Task statement
Output only the lines below from the one containing "filename crates/loomdb-core/src/pattern/optimize.rs" to the one containing "pub fn optimize(pattern: Pattern)", exactly as written, both ends kept.

Dataset entries:
*** Block opens ***

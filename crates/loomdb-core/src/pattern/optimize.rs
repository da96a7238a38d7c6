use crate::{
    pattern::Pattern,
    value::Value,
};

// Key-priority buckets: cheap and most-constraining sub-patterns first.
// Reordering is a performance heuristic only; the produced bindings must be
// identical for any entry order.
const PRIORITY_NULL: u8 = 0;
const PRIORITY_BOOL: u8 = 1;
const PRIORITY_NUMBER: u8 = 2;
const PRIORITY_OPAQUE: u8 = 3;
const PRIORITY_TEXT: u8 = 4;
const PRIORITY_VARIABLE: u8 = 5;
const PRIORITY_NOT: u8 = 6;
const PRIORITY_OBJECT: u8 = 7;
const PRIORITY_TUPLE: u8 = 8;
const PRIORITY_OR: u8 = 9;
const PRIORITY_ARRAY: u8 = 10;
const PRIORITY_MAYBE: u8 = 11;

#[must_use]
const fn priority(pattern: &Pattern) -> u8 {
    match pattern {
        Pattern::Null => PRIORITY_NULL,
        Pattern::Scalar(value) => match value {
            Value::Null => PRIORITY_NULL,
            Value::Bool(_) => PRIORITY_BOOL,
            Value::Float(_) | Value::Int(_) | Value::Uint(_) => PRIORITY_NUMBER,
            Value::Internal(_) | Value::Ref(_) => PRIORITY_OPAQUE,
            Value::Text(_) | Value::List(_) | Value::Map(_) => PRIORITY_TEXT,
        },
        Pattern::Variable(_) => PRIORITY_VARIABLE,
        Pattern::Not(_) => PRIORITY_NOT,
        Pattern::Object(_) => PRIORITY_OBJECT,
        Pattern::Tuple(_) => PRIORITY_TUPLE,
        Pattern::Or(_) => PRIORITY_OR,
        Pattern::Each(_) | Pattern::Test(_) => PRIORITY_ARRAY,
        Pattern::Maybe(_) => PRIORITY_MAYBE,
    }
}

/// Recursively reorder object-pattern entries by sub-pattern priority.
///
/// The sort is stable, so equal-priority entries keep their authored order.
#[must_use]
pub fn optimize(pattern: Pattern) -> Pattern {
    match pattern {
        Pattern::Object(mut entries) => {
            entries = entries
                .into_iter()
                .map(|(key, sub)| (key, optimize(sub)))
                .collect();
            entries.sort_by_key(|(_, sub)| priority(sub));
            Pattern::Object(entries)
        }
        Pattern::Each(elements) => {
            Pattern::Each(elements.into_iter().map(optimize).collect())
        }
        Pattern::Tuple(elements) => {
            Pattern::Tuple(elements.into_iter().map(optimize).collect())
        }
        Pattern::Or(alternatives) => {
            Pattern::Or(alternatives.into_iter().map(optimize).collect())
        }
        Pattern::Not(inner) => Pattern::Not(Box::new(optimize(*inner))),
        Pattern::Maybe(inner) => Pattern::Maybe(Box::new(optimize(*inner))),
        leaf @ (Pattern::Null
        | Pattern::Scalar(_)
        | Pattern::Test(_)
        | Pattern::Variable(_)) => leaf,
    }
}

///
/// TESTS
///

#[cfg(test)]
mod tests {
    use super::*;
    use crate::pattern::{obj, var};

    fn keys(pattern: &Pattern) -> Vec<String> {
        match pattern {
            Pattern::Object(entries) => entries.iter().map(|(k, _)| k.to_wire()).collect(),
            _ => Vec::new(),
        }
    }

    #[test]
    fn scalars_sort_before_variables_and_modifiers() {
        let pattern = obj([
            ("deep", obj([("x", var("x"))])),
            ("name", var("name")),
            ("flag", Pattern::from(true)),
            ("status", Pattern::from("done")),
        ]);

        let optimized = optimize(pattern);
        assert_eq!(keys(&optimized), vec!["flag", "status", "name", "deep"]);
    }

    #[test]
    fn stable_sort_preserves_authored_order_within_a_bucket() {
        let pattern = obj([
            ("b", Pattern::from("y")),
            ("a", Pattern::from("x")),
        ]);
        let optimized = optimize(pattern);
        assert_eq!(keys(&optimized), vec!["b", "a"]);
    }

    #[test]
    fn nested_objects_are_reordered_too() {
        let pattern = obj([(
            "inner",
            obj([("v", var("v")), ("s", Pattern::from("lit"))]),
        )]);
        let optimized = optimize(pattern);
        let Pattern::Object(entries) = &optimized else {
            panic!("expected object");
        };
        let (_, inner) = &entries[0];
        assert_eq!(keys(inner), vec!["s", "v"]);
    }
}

*** Block closes ***
*** Block opens ***

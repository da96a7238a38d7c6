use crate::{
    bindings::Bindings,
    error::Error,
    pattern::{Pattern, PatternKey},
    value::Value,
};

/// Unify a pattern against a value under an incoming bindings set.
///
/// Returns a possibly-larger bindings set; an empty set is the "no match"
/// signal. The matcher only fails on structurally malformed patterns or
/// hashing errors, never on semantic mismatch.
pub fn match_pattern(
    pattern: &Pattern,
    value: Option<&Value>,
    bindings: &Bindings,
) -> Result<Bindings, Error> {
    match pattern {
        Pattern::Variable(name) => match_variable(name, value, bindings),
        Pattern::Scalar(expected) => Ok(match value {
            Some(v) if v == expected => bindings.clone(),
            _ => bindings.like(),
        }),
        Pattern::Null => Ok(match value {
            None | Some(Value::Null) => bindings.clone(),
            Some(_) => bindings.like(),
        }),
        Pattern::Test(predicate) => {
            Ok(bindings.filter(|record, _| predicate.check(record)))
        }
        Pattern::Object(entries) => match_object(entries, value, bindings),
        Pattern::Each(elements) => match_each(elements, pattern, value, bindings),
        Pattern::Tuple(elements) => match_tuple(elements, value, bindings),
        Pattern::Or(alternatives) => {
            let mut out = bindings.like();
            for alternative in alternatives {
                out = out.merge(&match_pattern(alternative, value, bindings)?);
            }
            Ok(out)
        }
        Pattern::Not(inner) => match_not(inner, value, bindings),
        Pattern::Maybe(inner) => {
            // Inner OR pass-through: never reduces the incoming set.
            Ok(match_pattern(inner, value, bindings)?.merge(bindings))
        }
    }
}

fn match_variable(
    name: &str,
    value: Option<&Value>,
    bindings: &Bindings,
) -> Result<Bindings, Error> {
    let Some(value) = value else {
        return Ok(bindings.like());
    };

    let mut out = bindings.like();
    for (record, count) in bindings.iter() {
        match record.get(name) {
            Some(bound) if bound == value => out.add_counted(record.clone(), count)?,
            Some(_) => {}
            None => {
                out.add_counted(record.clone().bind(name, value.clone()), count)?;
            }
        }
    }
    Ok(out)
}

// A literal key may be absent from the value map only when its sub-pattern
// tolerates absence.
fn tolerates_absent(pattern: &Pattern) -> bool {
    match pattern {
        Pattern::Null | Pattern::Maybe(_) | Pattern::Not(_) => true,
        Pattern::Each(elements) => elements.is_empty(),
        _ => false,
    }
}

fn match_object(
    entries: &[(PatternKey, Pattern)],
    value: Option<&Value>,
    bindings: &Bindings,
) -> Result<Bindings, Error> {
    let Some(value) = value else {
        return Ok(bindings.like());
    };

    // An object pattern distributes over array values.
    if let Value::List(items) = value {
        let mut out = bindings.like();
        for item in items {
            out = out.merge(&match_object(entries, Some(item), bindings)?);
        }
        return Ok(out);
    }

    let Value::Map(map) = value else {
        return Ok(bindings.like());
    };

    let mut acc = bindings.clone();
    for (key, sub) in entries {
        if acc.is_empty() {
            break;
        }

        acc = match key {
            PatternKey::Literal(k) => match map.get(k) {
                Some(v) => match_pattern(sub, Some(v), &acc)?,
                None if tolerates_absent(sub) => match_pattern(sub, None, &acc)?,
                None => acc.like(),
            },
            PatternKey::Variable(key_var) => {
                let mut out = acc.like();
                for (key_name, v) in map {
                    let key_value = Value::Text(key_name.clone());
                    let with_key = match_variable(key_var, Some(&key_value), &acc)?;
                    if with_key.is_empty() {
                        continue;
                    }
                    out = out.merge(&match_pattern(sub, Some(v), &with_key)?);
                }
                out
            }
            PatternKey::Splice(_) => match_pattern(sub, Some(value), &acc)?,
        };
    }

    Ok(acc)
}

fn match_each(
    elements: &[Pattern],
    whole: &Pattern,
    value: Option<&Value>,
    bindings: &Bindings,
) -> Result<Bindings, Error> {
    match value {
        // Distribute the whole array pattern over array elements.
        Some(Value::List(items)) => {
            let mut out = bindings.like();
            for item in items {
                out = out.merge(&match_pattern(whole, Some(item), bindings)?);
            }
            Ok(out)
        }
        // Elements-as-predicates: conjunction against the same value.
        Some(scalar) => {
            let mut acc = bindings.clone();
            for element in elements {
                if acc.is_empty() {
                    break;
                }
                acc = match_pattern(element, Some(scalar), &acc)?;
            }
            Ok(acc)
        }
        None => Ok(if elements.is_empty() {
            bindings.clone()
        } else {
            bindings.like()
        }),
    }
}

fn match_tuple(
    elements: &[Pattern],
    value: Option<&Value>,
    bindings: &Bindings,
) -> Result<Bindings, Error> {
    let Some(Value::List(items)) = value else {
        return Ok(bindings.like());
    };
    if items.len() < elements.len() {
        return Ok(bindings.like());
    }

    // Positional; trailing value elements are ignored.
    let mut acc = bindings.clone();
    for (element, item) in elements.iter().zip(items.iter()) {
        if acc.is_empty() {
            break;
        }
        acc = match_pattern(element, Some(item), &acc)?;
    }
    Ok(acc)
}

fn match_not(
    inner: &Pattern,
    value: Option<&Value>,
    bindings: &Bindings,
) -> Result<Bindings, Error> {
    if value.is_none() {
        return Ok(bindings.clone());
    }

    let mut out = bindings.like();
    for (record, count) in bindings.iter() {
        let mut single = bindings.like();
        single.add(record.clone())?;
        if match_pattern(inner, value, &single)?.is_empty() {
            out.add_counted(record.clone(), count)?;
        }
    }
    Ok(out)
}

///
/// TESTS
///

*** Block closes ***
*** Block opens ***

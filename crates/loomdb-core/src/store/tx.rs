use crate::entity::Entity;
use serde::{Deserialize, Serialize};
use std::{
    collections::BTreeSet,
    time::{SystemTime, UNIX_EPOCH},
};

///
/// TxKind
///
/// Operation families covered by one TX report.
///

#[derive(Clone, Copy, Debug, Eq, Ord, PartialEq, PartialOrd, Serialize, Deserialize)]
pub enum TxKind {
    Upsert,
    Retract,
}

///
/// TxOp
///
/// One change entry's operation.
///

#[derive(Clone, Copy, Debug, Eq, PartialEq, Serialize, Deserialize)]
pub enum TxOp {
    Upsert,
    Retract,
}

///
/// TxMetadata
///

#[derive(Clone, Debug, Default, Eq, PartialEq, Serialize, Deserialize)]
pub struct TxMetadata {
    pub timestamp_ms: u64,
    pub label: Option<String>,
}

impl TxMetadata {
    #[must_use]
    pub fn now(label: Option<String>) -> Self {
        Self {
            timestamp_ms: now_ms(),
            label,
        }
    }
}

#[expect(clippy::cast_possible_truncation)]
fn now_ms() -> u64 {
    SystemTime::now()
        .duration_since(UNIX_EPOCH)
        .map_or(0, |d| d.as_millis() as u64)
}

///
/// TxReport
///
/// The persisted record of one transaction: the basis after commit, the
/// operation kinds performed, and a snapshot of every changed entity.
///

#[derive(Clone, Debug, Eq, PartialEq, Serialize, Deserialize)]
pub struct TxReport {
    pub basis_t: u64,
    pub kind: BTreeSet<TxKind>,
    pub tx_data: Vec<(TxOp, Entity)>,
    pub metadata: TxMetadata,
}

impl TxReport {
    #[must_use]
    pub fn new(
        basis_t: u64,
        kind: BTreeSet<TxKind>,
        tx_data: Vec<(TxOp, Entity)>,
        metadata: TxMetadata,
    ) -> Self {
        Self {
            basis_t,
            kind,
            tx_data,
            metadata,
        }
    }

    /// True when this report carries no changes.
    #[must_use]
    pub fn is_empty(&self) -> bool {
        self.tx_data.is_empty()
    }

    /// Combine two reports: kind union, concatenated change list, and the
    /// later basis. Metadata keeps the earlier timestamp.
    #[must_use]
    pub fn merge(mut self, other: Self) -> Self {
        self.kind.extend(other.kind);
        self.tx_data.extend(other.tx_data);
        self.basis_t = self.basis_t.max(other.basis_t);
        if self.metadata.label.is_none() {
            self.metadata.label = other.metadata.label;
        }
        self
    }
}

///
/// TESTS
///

*** Block closes ***

Answer space
filename crates/loomdb-core/src/pattern/optimize.rs
repository da96a7238a38d7c6
use crate::{
    pattern::Pattern,
    value::Value,
};

// Key-priority buckets: cheap and most-constraining sub-patterns first.
// Reordering is a performance heuristic only; the produced bindings must be
// identical for any entry order.
const PRIORITY_NULL: u8 = 0;
const PRIORITY_BOOL: u8 = 1;
const PRIORITY_NUMBER: u8 = 2;
const PRIORITY_OPAQUE: u8 = 3;
const PRIORITY_TEXT: u8 = 4;
const PRIORITY_VARIABLE: u8 = 5;
const PRIORITY_NOT: u8 = 6;
const PRIORITY_OBJECT: u8 = 7;
const PRIORITY_TUPLE: u8 = 8;
const PRIORITY_OR: u8 = 9;
const PRIORITY_ARRAY: u8 = 10;
const PRIORITY_MAYBE: u8 = 11;

#[must_use]
const fn priority(pattern: &Pattern) -> u8 {
    match pattern {
        Pattern::Null => PRIORITY_NULL,
        Pattern::Scalar(value) => match value {
            Value::Null => PRIORITY_NULL,
            Value::Bool(_) => PRIORITY_BOOL,
            Value::Float(_) | Value::Int(_) | Value::Uint(_) => PRIORITY_NUMBER,
            Value::Internal(_) | Value::Ref(_) => PRIORITY_OPAQUE,
            Value::Text(_) | Value::List(_) | Value::Map(_) => PRIORITY_TEXT,
        },
        Pattern::Variable(_) => PRIORITY_VARIABLE,
        Pattern::Not(_) => PRIORITY_NOT,
        Pattern::Object(_) => PRIORITY_OBJECT,
        Pattern::Tuple(_) => PRIORITY_TUPLE,
        Pattern::Or(_) => PRIORITY_OR,
        Pattern::Each(_) | Pattern::Test(_) => PRIORITY_ARRAY,
        Pattern::Maybe(_) => PRIORITY_MAYBE,
    }
}

/// Recursively reorder object-pattern entries by sub-pattern priority.
///
/// The sort is stable, so equal-priority entries keep their authored order.
#[must_use]
pub fn optimize(pattern: Pattern) -> Pattern {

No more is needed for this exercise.